1. The petition for a review must have been filed and sustained on the supposition that section 3684, Revised Statutes, 1879, as amended in 1883 (Laws of 1883, p. 125), applies to cases like the one in hand. That section provides for a review, upon a petition filed for that purpose, where there has been a final judgment against a defendant, "who shall not have been summoned, as required by this chapter, or who shall not have appeared to the suit," etc. The record before us does not contain a copy of the return made by the coroner to the writ of summons, so that we have no means of knowing whether the return is good or bad. For all the purposes of this case we shall assume that the service was and is defective. But the record shows that defendants appeared to the suit, and a petition for review cannot be sustained in any case where the defendant appeared, either in person or by attorney, no matter what may be the merits of his defense. Campbell v. Garton, 29 Mo. 343; Tennison v. Tennison, 49 Mo. 110.

The defendants, it is true, say in their petition for review, they did not consent or agree that the judgment should be rendered against them, but they do not dispute the fact that they appeared by attorney. The language used in their petition amounts to an admission that they did thus appear. The statute in question affords the defendant an opportunity to make defense where he has been served with constructive notice, as in case of newspaper publication, and did not appear to the suit (Jones v. Driskell, 94 Mo. 190, 7 S.W. 111); and in such cases the judgment may be opened upon a proper showing, though the judgment and all prior proceedings are regular. But it was never the intention of the statute to substitute a petition for review for a motion to set aside a judgment for irregularity. No such motion was filed in this case, and the question whether such a motion should be sustained is not before us on this record. The petition for a review utterly fails to disclose a case entitling the petitioners to the relief awarded. Indeed, the facts stated show affirmatively that the petitioners were not entitled to have any relief under the section of the statutes before mentioned. And this we are able to say from the record proper. Defects of a fatal character appearing upon the face of the record proper will be reviewed by this court even in the absence of a motion for new trial, or in arrest. Sweet v. Maupin, 65 Mo. 65; Weil v. Greene Co., 69 Mo. 281; McIntire v. McIntire, 80 Mo. 470.

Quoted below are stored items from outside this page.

use std::collections::HashMap;
use std::fs::File;
use std::io::Read;
use std::path::Path;

use log::info;
use ndarray::Array1;

use super::error::TaggerError;
use super::utils::average_vectors;

/// A precomputed word-vector table produced by the training pipeline.
///
/// Rows are kept in file order and a word may appear more than once
/// (duplicate rows correspond to different occurrences seen during
/// training). Lookup goes through a word -> row-indices index built at
/// load time; [`Vocabulary::mean_vector`] aggregates all matching rows
/// into a single element-wise mean. Immutable after load.
#[derive(Debug)]
pub struct Vocabulary {
    words: Vec<String>,
    vectors: Vec<Array1<f32>>,
    index: HashMap<String, Vec<usize>>,
    dim: usize,
}

impl Vocabulary {
    /// Builds a vocabulary from in-memory (word, vector) rows.
    ///
    /// # Returns
    /// * `Result<Self, TaggerError>` - The vocabulary, or a
    ///   `VocabularyError` if the rows do not share one dimensionality
    pub fn from_rows(rows: Vec<(String, Array1<f32>)>) -> Result<Self, TaggerError> {
        let dim = rows.first().map_or(0, |(_, v)| v.len());
        let mut words = Vec::with_capacity(rows.len());
        let mut vectors = Vec::with_capacity(rows.len());
        let mut index: HashMap<String, Vec<usize>> = HashMap::new();

        for (i, (word, vector)) in rows.into_iter().enumerate() {
            if vector.len() != dim {
                return Err(TaggerError::VocabularyError(format!(
                    "Row {} ('{}') has {} components, expected {}",
                    i,
                    word,
                    vector.len(),
                    dim
                )));
            }
            index.entry(word.clone()).or_default().push(i);
            words.push(word);
            vectors.push(vector);
        }

        Ok(Self {
            words,
            vectors,
            index,
            dim,
        })
    }

    /// Loads a vocabulary from a CSV artifact file.
    ///
    /// The file must carry a header row; the first column is the surface
    /// word and the remaining columns are the float components.
    pub fn from_file<P: AsRef<Path>>(path: P) -> Result<Self, TaggerError> {
        let file = File::open(path.as_ref())?;
        let vocab = Self::from_reader(file)?;
        info!(
            "Vocabulary loaded: {} rows ({} distinct words), {} dimensions",
            vocab.len(),
            vocab.num_words(),
            vocab.dim()
        );
        Ok(vocab)
    }

    /// Loads a vocabulary from any CSV reader.
    pub fn from_reader<R: Read>(reader: R) -> Result<Self, TaggerError> {
        let mut csv_reader = csv::ReaderBuilder::new().has_headers(true).from_reader(reader);

        let mut rows = Vec::new();
        for (i, record) in csv_reader.records().enumerate() {
            let record = record?;
            let mut fields = record.iter();
            let word = fields
                .next()
                .ok_or_else(|| {
                    TaggerError::VocabularyError(format!("Row {} is empty", i))
                })?
                .to_string();
            let components: Vec<f32> = fields
                .map(|field| {
                    field.trim().parse::<f32>().map_err(|e| {
                        TaggerError::VocabularyError(format!(
                            "Row {} ('{}'): invalid component '{}': {}",
                            i, word, field, e
                        ))
                    })
                })
                .collect::<Result<_, _>>()?;
            rows.push((word, Array1::from_vec(components)));
        }

        Self::from_rows(rows)
    }

    /// Number of rows, duplicates included.
    pub fn len(&self) -> usize {
        self.words.len()
    }

    pub fn is_empty(&self) -> bool {
        self.words.is_empty()
    }

    /// Number of distinct words.
    pub fn num_words(&self) -> usize {
        self.index.len()
    }

    /// Dimensionality of the word vectors.
    pub fn dim(&self) -> usize {
        self.dim
    }

    /// Whether any row matches `word` exactly (case-sensitive).
    pub fn contains(&self, word: &str) -> bool {
        self.index.contains_key(word)
    }

    /// Element-wise mean of every row whose word matches `word` exactly,
    /// or `None` if no row matches.
    pub fn mean_vector(&self, word: &str) -> Option<Array1<f32>> {
        let indices = self.index.get(word)?;
        Some(average_vectors(
            indices.iter().map(|&i| &self.vectors[i]),
            self.dim,
        ))
    }
}
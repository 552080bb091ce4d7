use std::f64::consts::PI;
use std::fs::File;
use std::io::{BufReader, Read};
use std::path::Path;

use log::info;
use ndarray::{Array1, Array2};
use serde::Deserialize;

use super::error::TaggerError;
use super::tagger::OUTSIDE_LABEL;

/// On-disk representation of the classifier artifact: a JSON object with
/// plain nested arrays, as produced by the training pipeline.
#[derive(Debug, Deserialize)]
struct RawModel {
    classes: Vec<String>,
    class_log_prior: Vec<f64>,
    theta: Vec<Vec<f64>>,
    var: Vec<Vec<f64>>,
}

/// A pre-trained Gaussian naive Bayes classifier over word vectors.
///
/// The parameters are fixed at load time; `predict` is a pure function of
/// the input vector. For each class the joint log likelihood is the class
/// log prior plus the sum of per-feature Gaussian log densities; the
/// predicted label is the argmax over classes.
#[derive(Debug)]
pub struct NaiveBayes {
    classes: Vec<String>,
    class_log_prior: Array1<f64>,
    theta: Array2<f64>,
    var: Array2<f64>,
}

impl NaiveBayes {
    /// Assembles a classifier from raw parameters.
    ///
    /// # Arguments
    /// * `classes` - Entity class labels, one per row of `theta`/`var`
    /// * `class_log_prior` - Log prior probability per class
    /// * `theta` - Per-class feature means, shape [num_classes, num_features]
    /// * `var` - Per-class feature variances, same shape as `theta`
    ///
    /// # Returns
    /// * `Result<Self, TaggerError>` - The classifier, or a `ModelError` if
    ///   the parameter shapes disagree or no classes are present
    pub fn new(
        classes: Vec<String>,
        class_log_prior: Array1<f64>,
        theta: Array2<f64>,
        var: Array2<f64>,
    ) -> Result<Self, TaggerError> {
        if classes.is_empty() {
            return Err(TaggerError::ModelError(
                "Model must define at least one class".to_string(),
            ));
        }
        if class_log_prior.len() != classes.len() {
            return Err(TaggerError::ModelError(format!(
                "Expected {} class priors, found {}",
                classes.len(),
                class_log_prior.len()
            )));
        }
        if theta.nrows() != classes.len() || var.nrows() != classes.len() {
            return Err(TaggerError::ModelError(format!(
                "Mean/variance tables must have one row per class ({}), found {} and {}",
                classes.len(),
                theta.nrows(),
                var.nrows()
            )));
        }
        if theta.ncols() != var.ncols() {
            return Err(TaggerError::ModelError(format!(
                "Mean table has {} features but variance table has {}",
                theta.ncols(),
                var.ncols()
            )));
        }
        if var.iter().any(|&v| v <= 0.0 || !v.is_finite()) {
            return Err(TaggerError::ModelError(
                "Variances must be finite and strictly positive".to_string(),
            ));
        }
        Ok(Self {
            classes,
            class_log_prior,
            theta,
            var,
        })
    }

    /// Loads a classifier from a JSON artifact file.
    pub fn from_file<P: AsRef<Path>>(path: P) -> Result<Self, TaggerError> {
        let file = File::open(path.as_ref())?;
        let model = Self::from_reader(BufReader::new(file))?;
        info!(
            "Classifier loaded: {} classes, {} features",
            model.num_classes(),
            model.num_features()
        );
        Ok(model)
    }

    /// Loads a classifier from any JSON reader.
    pub fn from_reader<R: Read>(reader: R) -> Result<Self, TaggerError> {
        let raw: RawModel = serde_json::from_reader(reader)?;
        let num_classes = raw.classes.len();
        let num_features = raw.theta.first().map_or(0, Vec::len);

        let theta = flatten_rows(raw.theta, num_features, "theta")?;
        let var = flatten_rows(raw.var, num_features, "var")?;
        Self::new(
            raw.classes,
            Array1::from_vec(raw.class_log_prior),
            Array2::from_shape_vec((num_classes, num_features), theta)
                .map_err(|e| TaggerError::ModelError(format!("Invalid theta shape: {}", e)))?,
            Array2::from_shape_vec((num_classes, num_features), var)
                .map_err(|e| TaggerError::ModelError(format!("Invalid var shape: {}", e)))?,
        )
    }

    pub fn num_classes(&self) -> usize {
        self.classes.len()
    }

    pub fn num_features(&self) -> usize {
        self.theta.ncols()
    }

    pub fn class_labels(&self) -> &[String] {
        &self.classes
    }

    /// Predicts the entity label for a single feature vector.
    ///
    /// Returns the label of the class with the highest joint log
    /// likelihood. The label set is whatever the training pipeline
    /// produced; it may itself contain the outside label.
    pub fn predict(&self, features: &Array1<f32>) -> String {
        let x = features.mapv(f64::from);

        let best = self
            .joint_log_likelihood(&x)
            .into_iter()
            .enumerate()
            .max_by(|a, b| a.1.partial_cmp(&b.1).unwrap_or(std::cmp::Ordering::Equal))
            .map(|(i, _)| i);

        best.and_then(|i| self.classes.get(i).cloned())
            .unwrap_or_else(|| OUTSIDE_LABEL.to_string())
    }

    fn joint_log_likelihood(&self, x: &Array1<f64>) -> Vec<f64> {
        self.theta
            .outer_iter()
            .zip(self.var.outer_iter())
            .zip(self.class_log_prior.iter())
            .map(|((mean, var), &log_prior)| {
                let log_density: f64 = x
                    .iter()
                    .zip(mean.iter())
                    .zip(var.iter())
                    .map(|((&xj, &mj), &vj)| {
                        -0.5 * (2.0 * PI * vj).ln() - (xj - mj).powi(2) / (2.0 * vj)
                    })
                    .sum();
                log_prior + log_density
            })
            .collect()
    }
}

fn flatten_rows(
    rows: Vec<Vec<f64>>,
    num_features: usize,
    name: &str,
) -> Result<Vec<f64>, TaggerError> {
    let mut flat = Vec::with_capacity(rows.len() * num_features);
    for (i, row) in rows.into_iter().enumerate() {
        if row.len() != num_features {
            return Err(TaggerError::ModelError(format!(
                "Row {} of {} has {} features, expected {}",
                i,
                name,
                row.len(),
                num_features
            )));
        }
        flat.extend(row);
    }
    Ok(flat)
}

On the facts as they are found in the final judgment of the circuit court there is no merit whatever in the defense interposed by the sureties. From these findings it appears that the bond was duly delivered and approved by the county court. After it had been approved it was mutilated, defaced and tampered with by the fraudulent erasure of the name of one of the sureties. It is true it does not appear by whom this erasure was made; but it could not have been made by the county. It must have been made by the surety or some county officer, or some third person. Such conduct on the part of the surety would not release him from liability on the bond. The alteration of a bond by an officer who is by...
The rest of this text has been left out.